[Collected data]
- Opening Delimiter -
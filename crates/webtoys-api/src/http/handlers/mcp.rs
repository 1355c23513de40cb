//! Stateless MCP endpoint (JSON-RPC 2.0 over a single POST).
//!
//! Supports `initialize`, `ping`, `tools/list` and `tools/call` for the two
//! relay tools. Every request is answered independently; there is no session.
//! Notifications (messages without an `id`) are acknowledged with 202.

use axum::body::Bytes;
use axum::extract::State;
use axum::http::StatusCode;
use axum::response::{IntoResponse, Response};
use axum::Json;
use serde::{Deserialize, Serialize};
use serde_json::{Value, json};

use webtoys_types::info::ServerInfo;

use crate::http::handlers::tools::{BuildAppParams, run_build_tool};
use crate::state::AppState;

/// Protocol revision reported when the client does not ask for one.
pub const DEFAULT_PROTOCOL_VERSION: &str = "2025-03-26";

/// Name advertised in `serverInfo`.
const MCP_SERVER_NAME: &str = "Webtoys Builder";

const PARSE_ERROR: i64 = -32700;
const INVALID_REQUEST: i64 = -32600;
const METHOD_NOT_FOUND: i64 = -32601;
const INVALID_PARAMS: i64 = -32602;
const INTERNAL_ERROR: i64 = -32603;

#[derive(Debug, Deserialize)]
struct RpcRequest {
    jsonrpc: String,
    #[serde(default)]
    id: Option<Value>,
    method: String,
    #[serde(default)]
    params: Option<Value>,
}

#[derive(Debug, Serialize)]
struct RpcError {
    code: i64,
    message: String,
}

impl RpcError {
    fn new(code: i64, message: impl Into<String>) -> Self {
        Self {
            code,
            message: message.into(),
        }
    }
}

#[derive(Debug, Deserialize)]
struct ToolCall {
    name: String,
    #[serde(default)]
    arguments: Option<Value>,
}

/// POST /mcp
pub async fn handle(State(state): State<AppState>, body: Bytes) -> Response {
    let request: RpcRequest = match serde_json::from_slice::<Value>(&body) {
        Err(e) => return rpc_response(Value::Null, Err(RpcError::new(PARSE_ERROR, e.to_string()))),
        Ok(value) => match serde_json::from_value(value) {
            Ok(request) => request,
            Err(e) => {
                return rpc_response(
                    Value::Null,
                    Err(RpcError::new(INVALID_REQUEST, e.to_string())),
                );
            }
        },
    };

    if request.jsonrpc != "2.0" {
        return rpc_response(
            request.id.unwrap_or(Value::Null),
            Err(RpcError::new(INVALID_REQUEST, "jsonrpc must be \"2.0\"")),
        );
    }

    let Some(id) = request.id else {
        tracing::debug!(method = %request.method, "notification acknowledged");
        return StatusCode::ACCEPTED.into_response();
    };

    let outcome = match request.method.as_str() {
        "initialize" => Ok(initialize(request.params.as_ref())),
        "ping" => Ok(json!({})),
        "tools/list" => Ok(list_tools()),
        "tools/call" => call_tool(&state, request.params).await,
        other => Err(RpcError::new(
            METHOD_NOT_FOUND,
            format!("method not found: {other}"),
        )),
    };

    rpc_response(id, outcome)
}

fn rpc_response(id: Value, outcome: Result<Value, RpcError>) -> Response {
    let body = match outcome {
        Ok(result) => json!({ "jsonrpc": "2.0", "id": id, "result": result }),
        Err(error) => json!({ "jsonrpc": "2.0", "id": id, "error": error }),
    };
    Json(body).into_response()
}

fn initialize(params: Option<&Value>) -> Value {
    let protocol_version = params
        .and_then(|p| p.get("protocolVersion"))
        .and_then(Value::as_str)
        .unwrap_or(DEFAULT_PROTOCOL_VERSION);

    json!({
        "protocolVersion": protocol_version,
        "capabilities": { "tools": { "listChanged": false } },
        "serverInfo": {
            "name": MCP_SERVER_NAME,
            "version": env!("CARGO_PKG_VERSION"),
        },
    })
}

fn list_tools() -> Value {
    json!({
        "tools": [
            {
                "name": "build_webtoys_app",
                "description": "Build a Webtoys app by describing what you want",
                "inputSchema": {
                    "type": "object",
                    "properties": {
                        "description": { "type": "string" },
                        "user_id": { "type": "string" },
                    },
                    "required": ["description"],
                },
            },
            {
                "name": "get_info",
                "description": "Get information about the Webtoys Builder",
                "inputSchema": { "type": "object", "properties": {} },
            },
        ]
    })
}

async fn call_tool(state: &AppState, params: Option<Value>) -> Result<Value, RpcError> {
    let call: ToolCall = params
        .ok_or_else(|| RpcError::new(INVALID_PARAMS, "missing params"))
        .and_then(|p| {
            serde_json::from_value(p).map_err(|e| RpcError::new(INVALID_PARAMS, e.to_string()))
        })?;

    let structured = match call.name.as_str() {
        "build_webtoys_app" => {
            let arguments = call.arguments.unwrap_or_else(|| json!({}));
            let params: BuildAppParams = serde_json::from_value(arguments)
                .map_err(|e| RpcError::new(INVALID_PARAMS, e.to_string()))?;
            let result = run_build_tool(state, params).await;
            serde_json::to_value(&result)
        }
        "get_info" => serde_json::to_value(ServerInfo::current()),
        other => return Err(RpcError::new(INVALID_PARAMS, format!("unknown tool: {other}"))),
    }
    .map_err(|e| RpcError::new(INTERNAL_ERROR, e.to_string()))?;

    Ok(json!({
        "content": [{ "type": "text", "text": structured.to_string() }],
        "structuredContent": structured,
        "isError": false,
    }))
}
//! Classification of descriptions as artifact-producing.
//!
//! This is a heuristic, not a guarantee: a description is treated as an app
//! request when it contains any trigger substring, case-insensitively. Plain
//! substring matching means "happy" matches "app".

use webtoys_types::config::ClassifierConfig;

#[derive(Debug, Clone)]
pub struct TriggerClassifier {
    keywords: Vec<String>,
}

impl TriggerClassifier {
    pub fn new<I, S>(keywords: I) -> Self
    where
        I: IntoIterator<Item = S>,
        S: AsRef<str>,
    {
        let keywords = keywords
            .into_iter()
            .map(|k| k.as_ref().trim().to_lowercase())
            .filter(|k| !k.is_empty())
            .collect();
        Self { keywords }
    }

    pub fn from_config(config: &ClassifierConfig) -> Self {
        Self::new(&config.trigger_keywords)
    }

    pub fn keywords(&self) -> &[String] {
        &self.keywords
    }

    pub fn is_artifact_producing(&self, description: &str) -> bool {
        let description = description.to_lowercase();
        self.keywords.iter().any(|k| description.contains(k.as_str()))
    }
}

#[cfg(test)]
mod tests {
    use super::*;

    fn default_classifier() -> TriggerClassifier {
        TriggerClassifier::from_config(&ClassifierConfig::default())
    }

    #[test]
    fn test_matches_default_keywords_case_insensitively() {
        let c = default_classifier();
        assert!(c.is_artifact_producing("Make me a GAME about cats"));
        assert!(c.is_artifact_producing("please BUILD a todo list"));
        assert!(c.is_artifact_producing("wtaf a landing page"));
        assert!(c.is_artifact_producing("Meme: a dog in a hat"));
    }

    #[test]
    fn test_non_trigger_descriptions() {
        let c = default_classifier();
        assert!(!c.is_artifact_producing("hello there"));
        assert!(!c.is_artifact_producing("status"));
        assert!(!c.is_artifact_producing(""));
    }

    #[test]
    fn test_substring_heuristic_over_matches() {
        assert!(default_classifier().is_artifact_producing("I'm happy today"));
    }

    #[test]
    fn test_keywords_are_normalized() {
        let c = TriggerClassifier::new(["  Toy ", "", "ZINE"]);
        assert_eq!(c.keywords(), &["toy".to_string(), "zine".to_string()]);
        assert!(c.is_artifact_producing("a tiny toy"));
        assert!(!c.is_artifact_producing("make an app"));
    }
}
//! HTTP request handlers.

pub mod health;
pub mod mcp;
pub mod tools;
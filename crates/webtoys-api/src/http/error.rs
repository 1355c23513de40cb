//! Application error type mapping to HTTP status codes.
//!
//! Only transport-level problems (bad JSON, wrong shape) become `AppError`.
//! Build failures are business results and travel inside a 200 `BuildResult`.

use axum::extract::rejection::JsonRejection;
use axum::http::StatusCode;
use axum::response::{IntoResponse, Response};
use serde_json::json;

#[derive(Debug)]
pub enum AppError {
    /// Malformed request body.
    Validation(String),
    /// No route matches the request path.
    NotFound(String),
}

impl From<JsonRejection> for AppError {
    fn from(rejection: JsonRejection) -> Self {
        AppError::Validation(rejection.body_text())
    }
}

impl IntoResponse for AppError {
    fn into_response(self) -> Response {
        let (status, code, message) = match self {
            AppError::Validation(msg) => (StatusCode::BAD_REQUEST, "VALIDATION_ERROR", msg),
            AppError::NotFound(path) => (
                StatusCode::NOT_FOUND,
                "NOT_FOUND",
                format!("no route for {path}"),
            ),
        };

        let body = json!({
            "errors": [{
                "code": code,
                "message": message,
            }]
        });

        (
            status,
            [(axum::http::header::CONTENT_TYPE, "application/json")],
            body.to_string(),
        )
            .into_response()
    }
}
- Closing Delimiter -
▸ **ACTION ITEM**
Return exactly the lines from the beginning of the data above through the one containing "Err(e) => return", please. Include both end lines and add nothing else.

▸ **FINAL ANSWER**
filename crates/webtoys-api/src/http/handlers/mcp.rs
repository 1355c23513de40cb
//! Stateless MCP endpoint (JSON-RPC 2.0 over a single POST).
//!
//! Supports `initialize`, `ping`, `tools/list` and `tools/call` for the two
//! relay tools. Every request is answered independently; there is no session.
//! Notifications (messages without an `id`) are acknowledged with 202.

use axum::body::Bytes;
use axum::extract::State;
use axum::http::StatusCode;
use axum::response::{IntoResponse, Response};
use axum::Json;
use serde::{Deserialize, Serialize};
use serde_json::{Value, json};

use webtoys_types::info::ServerInfo;

use crate::http::handlers::tools::{BuildAppParams, run_build_tool};
use crate::state::AppState;

/// Protocol revision reported when the client does not ask for one.
pub const DEFAULT_PROTOCOL_VERSION: &str = "2025-03-26";

/// Name advertised in `serverInfo`.
const MCP_SERVER_NAME: &str = "Webtoys Builder";

const PARSE_ERROR: i64 = -32700;
const INVALID_REQUEST: i64 = -32600;
const METHOD_NOT_FOUND: i64 = -32601;
const INVALID_PARAMS: i64 = -32602;
const INTERNAL_ERROR: i64 = -32603;

#[derive(Debug, Deserialize)]
struct RpcRequest {
    jsonrpc: String,
    #[serde(default)]
    id: Option<Value>,
    method: String,
    #[serde(default)]
    params: Option<Value>,
}

#[derive(Debug, Serialize)]
struct RpcError {
    code: i64,
    message: String,
}

impl RpcError {
    fn new(code: i64, message: impl Into<String>) -> Self {
        Self {
            code,
            message: message.into(),
        }
    }
}

#[derive(Debug, Deserialize)]
struct ToolCall {
    name: String,
    #[serde(default)]
    arguments: Option<Value>,
}

/// POST /mcp
pub async fn handle(State(state): State<AppState>, body: Bytes) -> Response {
    let request: RpcRequest = match serde_json::from_slice::<Value>(&body) {
        Err(e) => return rpc_response(Value::Null, Err(RpcError::new(PARSE_ERROR, e.to_string()))),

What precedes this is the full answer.